This book is for all those fans of graphology, the study of handwriting. If you have one in your life, Signed by Zelda is the book. Lucy, the female protagonist of the story, is nearly obsessed with handwriting. She gathers handwriting samples wherever she goes. She looks up samples of famous signatures on the internet. She knows how to tell if a signature is a forgery. She even knows how to forge signatures herself, but she’s still working on being able to replicate John Hancock’s signature.
However, the book is only partly about Lucy and her interest in graphology. It’s also about Nicky, the boy who lives in the apartment above Lucy’s and is always in time-out, sent there by his shouting and uncaring dad. (Mom absconded to India.) And it’s about Pigeon, a talking, pie-eating pigeon, and Grandma Zelda, who’s Nicky’s sometimes forgetful but excellent pie-making grandmother. Grandma Zelda’s specialty is Zeldaberry pies (recipe in the back of the book).

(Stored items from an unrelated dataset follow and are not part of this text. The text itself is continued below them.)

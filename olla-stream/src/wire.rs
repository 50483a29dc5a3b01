//! Response frame shapes for `/api/generate` and `/api/chat`.
//!
//! Both endpoints share one envelope:
//! - `model`, `created_at`, `done` on every frame
//! - `done_reason` and the nanosecond timing fields on the terminal frame
//!
//! They differ only in where the text fragment lives: `response` for generate,
//! `message.content` for chat. A server-side failure mid-stream arrives as a
//! bare `{"error": "..."}` object.

use olla_types::Metrics;
use serde::Deserialize;

/// One NDJSON frame as sent by the server.
#[derive(Debug, Deserialize)]
pub(crate) struct WireFrame {
    /// Model that produced the frame.
    #[serde(default)]
    pub model: Option<String>,
    /// Server timestamp.
    #[serde(default)]
    pub created_at: Option<String>,
    /// Generate-mode fragment.
    #[serde(default)]
    pub response: Option<String>,
    /// Chat-mode message carrying the fragment.
    #[serde(default)]
    pub message: Option<WireMessage>,
    /// Terminal flag. Required: a frame without it is not part of this protocol.
    pub done: bool,
    /// Why generation stopped.
    #[serde(default)]
    pub done_reason: Option<String>,
    /// Timing and token counts. All zero on non-terminal frames.
    #[serde(flatten)]
    pub metrics: Metrics,
}

/// The `message` object of a chat frame.
#[derive(Debug, Deserialize)]
pub(crate) struct WireMessage {
    /// Fragment text.
    #[serde(default)]
    pub content: String,
}

/// Shape of a server error, sent as a non-200 body or in place of a frame.
#[derive(Debug, Deserialize)]
pub(crate) struct WireError {
    pub error: String,
}
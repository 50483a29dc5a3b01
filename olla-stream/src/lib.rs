#![deny(missing_docs)]
//! Streaming client for a local text-generation server.
//!
//! Sends generate or chat requests, decodes the newline-delimited JSON
//! response stream, and assembles the text fragments as they arrive.
//!
//! # Usage
//!
//! ```no_run
//! use olla_stream::{AssembleOptions, Client, ClientConfig, spawn_relay};
//!
//! # async fn demo() -> Result<(), Box<dyn std::error::Error>> {
//! let config = ClientConfig::default().model("llama2");
//! let payload = config.translate_request("Bonjour tout le monde", "English").into();
//! let mut relay = spawn_relay(Client::new(config)?, payload, AssembleOptions::default());
//! while let Some(fragment) = relay.fragments.recv().await {
//!     print!("{fragment}");
//! }
//! relay.handle.await??;
//! # Ok(())
//! # }
//! ```
//!
//! # Pieces
//!
//! - [`decode_stream`]: bytes to [`StreamEvent`](olla_types::StreamEvent)s, ending at `done=true`
//! - [`ResponseAssembler`]: events to text, pushing each fragment to a [`FragmentSink`]
//! - [`Client`]: the HTTP boundary, including non-streaming JSON passthrough
//! - [`spawn_relay`]: run a request on its own task and consume fragments over a channel

pub mod assembler;
pub mod client;
pub mod config;
pub(crate) mod error;
pub mod relay;
pub mod sink;
pub mod streaming;
mod wire;

pub use assembler::{AssembleOptions, DEFAULT_MAX_DECODE_FAILURES, ResponseAssembler};
pub use client::Client;
pub use config::{ClientConfig, DEFAULT_HOST, DEFAULT_MODEL, DEFAULT_PORT};
pub use relay::{Relay, relay_events, spawn_relay};
pub use sink::{ChannelSink, FragmentSink, NullSink, PrintSink};
pub use streaming::{EventStream, decode_frame, decode_stream};

// Re-export olla-types for convenience
pub use olla_types::{
    AssembledResult, ChatRequest, ChatTurn, DecodeError, GenerateRequest, Metrics, Mode,
    RequestPayload, RunError, StreamError, StreamEvent, TransportError,
};
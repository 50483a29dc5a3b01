#![deny(missing_docs)]
//! Wire types and error taxonomy for the olla inference-server client.
//!
//! This crate holds the data that crosses the HTTP boundary: request payloads
//! for the generate and chat endpoints, the decoded [`StreamEvent`] frames of
//! the newline-delimited response stream, and the [`AssembledResult`] handed
//! back to callers. It has no I/O of its own.

pub mod error;
pub mod types;

pub use error::*;
pub use types::*;
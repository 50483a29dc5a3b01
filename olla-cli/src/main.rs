use clap::Parser;
use olla_cli::{Cli, execute, logging};

#[tokio::main]
async fn main() {
    let cli = Cli::parse();
    logging::init_tracing(cli.verbose);

    if let Err(err) = execute(cli).await {
        eprintln!("olla error: {err}");
        std::process::exit(1);
    }
}
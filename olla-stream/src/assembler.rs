//! Response assembly: pull decoded events, forward fragments, stop at the terminal event.

use futures::{Stream, StreamExt};
use olla_types::{AssembledResult, RunError, StreamError, StreamEvent};

use crate::sink::FragmentSink;

/// Malformed frames tolerated per run before the run fails.
pub const DEFAULT_MAX_DECODE_FAILURES: usize = 1;

/// Per-run assembly settings.
#[derive(Debug, Clone, PartialEq, Eq)]
pub struct AssembleOptions {
    /// Keep the terminal event's metrics in the result.
    pub capture_metrics: bool,
    /// How many malformed frames are skipped before the run fails.
    pub max_decode_failures: usize,
}

impl Default for AssembleOptions {
    fn default() -> Self {
        Self {
            capture_metrics: false,
            max_decode_failures: DEFAULT_MAX_DECODE_FAILURES,
        }
    }
}

impl AssembleOptions {
    /// Set whether metrics are captured.
    #[must_use]
    pub fn capture_metrics(mut self, capture: bool) -> Self {
        self.capture_metrics = capture;
        self
    }

    /// Set the malformed-frame tolerance.
    #[must_use]
    pub fn max_decode_failures(mut self, max: usize) -> Self {
        self.max_decode_failures = max;
        self
    }
}

/// Drives a decoded event stream to completion.
///
/// Fragments are appended to the result and pushed to the sink one event at a
/// time, in arrival order. Empty fragments are skipped.
#[derive(Debug, Clone, Default)]
pub struct ResponseAssembler {
    options: AssembleOptions,
}

impl ResponseAssembler {
    /// Create an assembler with the given options.
    #[must_use]
    pub fn new(options: AssembleOptions) -> Self {
        Self { options }
    }

    /// The options this assembler runs with.
    #[must_use]
    pub fn options(&self) -> &AssembleOptions {
        &self.options
    }

    /// Consume `events` until the terminal event.
    ///
    /// On failure the returned [`RunError`] still carries the text assembled
    /// so far. Failures are:
    /// - any fatal [`StreamError`] from the decoder, propagated unchanged
    /// - more malformed frames than [`AssembleOptions::max_decode_failures`],
    ///   reported as [`StreamError::RepeatedDecode`]
    /// - the event source ending without a terminal event, reported as
    ///   [`StreamError::Incomplete`]
    pub async fn assemble<S, K>(&self, events: S, sink: &mut K) -> Result<AssembledResult, RunError>
    where
        S: Stream<Item = Result<StreamEvent, StreamError>>,
        K: FragmentSink + ?Sized,
    {
        let mut events = std::pin::pin!(events);
        let mut text = String::new();
        let mut decode_failures = 0usize;

        while let Some(item) = events.next().await {
            match item {
                Ok(event) => {
                    if !event.fragment.is_empty() {
                        text.push_str(&event.fragment);
                        sink.accept(&event.fragment);
                    }
                    if event.done {
                        tracing::debug!(
                            model = event.model.as_deref().unwrap_or_default(),
                            done_reason = event.done_reason.as_deref().unwrap_or_default(),
                            bytes = text.len(),
                            "stream complete"
                        );
                        let metrics = if self.options.capture_metrics {
                            event.metrics
                        } else {
                            None
                        };
                        return Ok(AssembledResult { text, metrics });
                    }
                }
                Err(StreamError::Decode(err)) => {
                    decode_failures += 1;
                    if decode_failures > self.options.max_decode_failures {
                        return Err(RunError::new(
                            StreamError::RepeatedDecode {
                                count: decode_failures,
                                last: err,
                            },
                            text,
                        ));
                    }
                }
                Err(fatal) => return Err(RunError::new(fatal, text)),
            }
        }

        Err(RunError::new(StreamError::Incomplete, text))
    }
}
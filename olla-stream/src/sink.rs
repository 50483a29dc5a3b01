//! Destinations for text fragments.
//!
//! The assembler only knows [`FragmentSink`]. A direct print target, a channel
//! feeding another task, and a plain closure all implement it.

use std::io::{self, Write};

use tokio::sync::mpsc::{self, UnboundedReceiver, UnboundedSender};

/// Receives each text fragment as it arrives, in arrival order.
pub trait FragmentSink {
    /// Accept one fragment.
    fn accept(&mut self, fragment: &str);
}

impl<F> FragmentSink for F
where
    F: FnMut(&str),
{
    fn accept(&mut self, fragment: &str) {
        self(fragment)
    }
}

/// Discards every fragment.
#[derive(Debug, Clone, Copy, Default)]
pub struct NullSink;

impl FragmentSink for NullSink {
    fn accept(&mut self, _fragment: &str) {}
}

/// Writes each fragment to a writer and flushes immediately.
///
/// After the first write error the sink stops writing; the error is logged,
/// not propagated, so the run itself still completes.
#[derive(Debug)]
pub struct PrintSink<W: Write> {
    writer: W,
    failed: bool,
}

impl PrintSink<io::Stdout> {
    /// Print to standard output.
    #[must_use]
    pub fn stdout() -> Self {
        Self::new(io::stdout())
    }
}

impl<W: Write> PrintSink<W> {
    /// Print to `writer`.
    pub fn new(writer: W) -> Self {
        Self {
            writer,
            failed: false,
        }
    }

    /// Recover the writer.
    pub fn into_inner(self) -> W {
        self.writer
    }
}

impl<W: Write> FragmentSink for PrintSink<W> {
    fn accept(&mut self, fragment: &str) {
        if self.failed {
            return;
        }
        let written = self
            .writer
            .write_all(fragment.as_bytes())
            .and_then(|()| self.writer.flush());
        if let Err(e) = written {
            tracing::warn!(error = %e, "failed to write fragment, dropping further output");
            self.failed = true;
        }
    }
}

/// Sends each fragment over an unbounded channel to a consumer task.
///
/// The channel closes when this sink is dropped. If the consumer goes away
/// first, remaining fragments are dropped and the producer carries on.
#[derive(Debug)]
pub struct ChannelSink {
    sender: UnboundedSender<String>,
    closed: bool,
}

impl ChannelSink {
    /// Wrap an existing sender.
    pub fn new(sender: UnboundedSender<String>) -> Self {
        Self {
            sender,
            closed: false,
        }
    }

    /// Create a sink and the receiver that observes it.
    #[must_use]
    pub fn channel() -> (Self, UnboundedReceiver<String>) {
        let (sender, receiver) = mpsc::unbounded_channel();
        (Self::new(sender), receiver)
    }
}

impl FragmentSink for ChannelSink {
    fn accept(&mut self, fragment: &str) {
        if self.closed {
            return;
        }
        if self.sender.send(fragment.to_owned()).is_err() {
            tracing::debug!("fragment consumer dropped, discarding remaining output");
            self.closed = true;
        }
    }
}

When Grandma Zelda disappears, Nicky, Lucy and Pigeon band together to find her. This final third of the book is both the best and the weakest part of the story. It’s best because we finally get to see the three friends working together to solve a problem, the disappearance of Grandma Zelda. But it’s the weakest because Nicky’s dad, the person responsible for Grandma’s vanishing, was just too bad for his eventual “redemption” to be believable. He’s bad, bad, bad, all through the book; then he apologizes and everything is fine. (Not a spoiler. It’s pretty obvious throughout the book who the bad guy is and what his nefarious plan is.)
Signed by Zelda is quirky, sort of a stretch on the believability scale, and a delight for anyone who’s a fan of handwriting analysis–or pigeons. Lucy even has rules, called LUCY’S WRITING RULES:
LWR #1: Watch your back around paper stabbers.
LWR #2: Confused people have confused writing.
LWR #3: Real friends write with real letters.
LWR #4: You are your I.
LWR #5: Every signature has a secret.
Context is everything, and you would probably have to read the book to get the full significance of Lucy’s Writing Rules. I just wonder what Lucy would make of my signature?
Sounds good! Appropriate for the 7-8-9 age range, you think?
For good readers that age. It’s not a beginning reader, definitely a chapter book. But the bad dad does abandon his mom (Grandma Zelda) in the park and try to steal her apartment to sell it. Everything turns out OK in the end, which is the unbelievable part. Would you forgive your dad for abandoning grandma in the park after just a simple apology?
I totally had the same reaction after finishing this one. Though I kind of thought the talking pigeon was unnecessary; it would have been better as a straight MG without the grandma part. Maybe some other mystery for Lucy and Nicky to solve?
Thanks, Sherry. No, I think that is a bit over-the-top, too, and I wonder if that bit might be distressing for my somewhat sensitive girls. I struggle to find books for them, especially my 8 year old, that are still age-appropriate but interesting and challenging enough for her.